Exercise materials START
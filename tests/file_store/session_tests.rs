//! Todo sessions persisted through the file-backed store.

use super::helpers::{TempStore, temp_store};
use mockable::DefaultClock;
use rstest::rstest;
use std::sync::Arc;
use toist::todo::{
    adapters::fs::FileKeyValueStore,
    domain::{TimestampIdGenerator, TodoIdGenerator},
    ports::KeyValueStore,
    services::{STORAGE_KEY, TodoConfig, TodoController, TodoNotice, TodoPersistence},
};

type FileController = TodoController<FileKeyValueStore, DefaultClock, TimestampIdGenerator>;

async fn open_session(store: FileKeyValueStore) -> Result<FileController, eyre::Report> {
    let config = TodoConfig::default();
    let mut controller = TodoController::new(
        Arc::new(DefaultClock),
        Arc::new(TimestampIdGenerator),
        config.clone(),
    );
    controller
        .attach(TodoPersistence::new(Arc::new(store), &config))
        .await
        .map_err(|notice| eyre::eyre!("attach failed: {notice}"))?;
    Ok(controller)
}

#[rstest]
#[tokio::test(flavor = "multi_thread")]
async fn todos_round_trip_through_the_file_store(
    temp_store: Result<TempStore, eyre::Report>,
) -> Result<(), eyre::Report> {
    let fixture = temp_store?;
    let mut first = open_session(fixture.store.clone()).await?;
    first.add("Buy milk").await?;
    first.add("Call mum").await?;
    let milk = first
        .list()
        .iter()
        .next()
        .map(|todo| todo.id().clone())
        .ok_or_else(|| eyre::eyre!("expected a todo"))?;
    first.toggle(&milk).await?;

    let second = open_session(fixture.reopen()?).await?;

    assert_eq!(second.list(), first.list());
    assert_eq!(fixture.file_names()?, vec![format!("{STORAGE_KEY}.json")]);
    Ok(())
}

#[rstest]
#[tokio::test(flavor = "multi_thread")]
async fn corrupted_file_starts_fresh_and_is_replaced_on_first_change(
    temp_store: Result<TempStore, eyre::Report>,
) -> Result<(), eyre::Report> {
    let fixture = temp_store?;
    fixture.store.set(STORAGE_KEY, "[{\"id\":").await?;

    let mut session = open_session(fixture.reopen()?).await?;
    assert!(session.list().is_empty());
    assert_eq!(session.notice(), Some(&TodoNotice::LoadFailed));
    assert_eq!(
        fixture.store.get(STORAGE_KEY).await?.as_deref(),
        Some("[{\"id\":")
    );

    session.add("Buy milk").await?;

    let reopened = open_session(fixture.reopen()?).await?;
    assert_eq!(reopened.list().len(), 1);
    assert_eq!(reopened.notice(), None);
    Ok(())
}

#[rstest]
fn timestamp_identifiers_are_unique_within_one_instant() {
    let ids = TimestampIdGenerator;
    let now = chrono::Utc::now();
    let generated: std::collections::HashSet<_> = (0..100).map(|_| ids.next_id(now)).collect();
    assert_eq!(generated.len(), 100);
}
Exercise materials END
Aim of the task -
Take the material above and transcribe all of it exactly.

Task output -
filename tests/file_store/session_tests.rs
//! Todo sessions persisted through the file-backed store.

use super::helpers::{TempStore, temp_store};
use mockable::DefaultClock;
use rstest::rstest;
use std::sync::Arc;
use toist::todo::{
    adapters::fs::FileKeyValueStore,
    domain::{TimestampIdGenerator, TodoIdGenerator},
    ports::KeyValueStore,
    services::{STORAGE_KEY, TodoConfig, TodoController, TodoNotice, TodoPersistence},
};

type FileController = TodoController<FileKeyValueStore, DefaultClock, TimestampIdGenerator>;

async fn open_session(store: FileKeyValueStore) -> Result<FileController, eyre::Report> {
    let config = TodoConfig::default();
    let mut controller = TodoController::new(
        Arc::new(DefaultClock),
        Arc::new(TimestampIdGenerator),
        config.clone(),
    );
    controller
        .attach(TodoPersistence::new(Arc::new(store), &config))
        .await
        .map_err(|notice| eyre::eyre!("attach failed: {notice}"))?;
    Ok(controller)
}

#[rstest]
#[tokio::test(flavor = "multi_thread")]
async fn todos_round_trip_through_the_file_store(
    temp_store: Result<TempStore, eyre::Report>,
) -> Result<(), eyre::Report> {
    let fixture = temp_store?;
    let mut first = open_session(fixture.store.clone()).await?;
    first.add("Buy milk").await?;
    first.add("Call mum").await?;
    let milk = first
        .list()
        .iter()
        .next()
        .map(|todo| todo.id().clone())
        .ok_or_else(|| eyre::eyre!("expected a todo"))?;
    first.toggle(&milk).await?;

    let second = open_session(fixture.reopen()?).await?;

    assert_eq!(second.list(), first.list());
    assert_eq!(fixture.file_names()?, vec![format!("{STORAGE_KEY}.json")]);
    Ok(())
}

#[rstest]
#[tokio::test(flavor = "multi_thread")]
async fn corrupted_file_starts_fresh_and_is_replaced_on_first_change(
    temp_store: Result<TempStore, eyre::Report>,
) -> Result<(), eyre::Report> {
    let fixture = temp_store?;
    fixture.store.set(STORAGE_KEY, "[{\"id\":").await?;

    let mut session = open_session(fixture.reopen()?).await?;
    assert!(session.list().is_empty());
    assert_eq!(session.notice(), Some(&TodoNotice::LoadFailed));
    assert_eq!(
        fixture.store.get(STORAGE_KEY).await?.as_deref(),
        Some("[{\"id\":")
    );

    session.add("Buy milk").await?;

    let reopened = open_session(fixture.reopen()?).await?;
    assert_eq!(reopened.list().len(), 1);
    assert_eq!(reopened.notice(), None);
    Ok(())
}

#[rstest]
fn timestamp_identifiers_are_unique_within_one_instant() {
    let ids = TimestampIdGenerator;
    let now = chrono::Utc::now();
    let generated: std::collections::HashSet<_> = (0..100).map(|_| ids.next_id(now)).collect();
    assert_eq!(generated.len(), 100);
}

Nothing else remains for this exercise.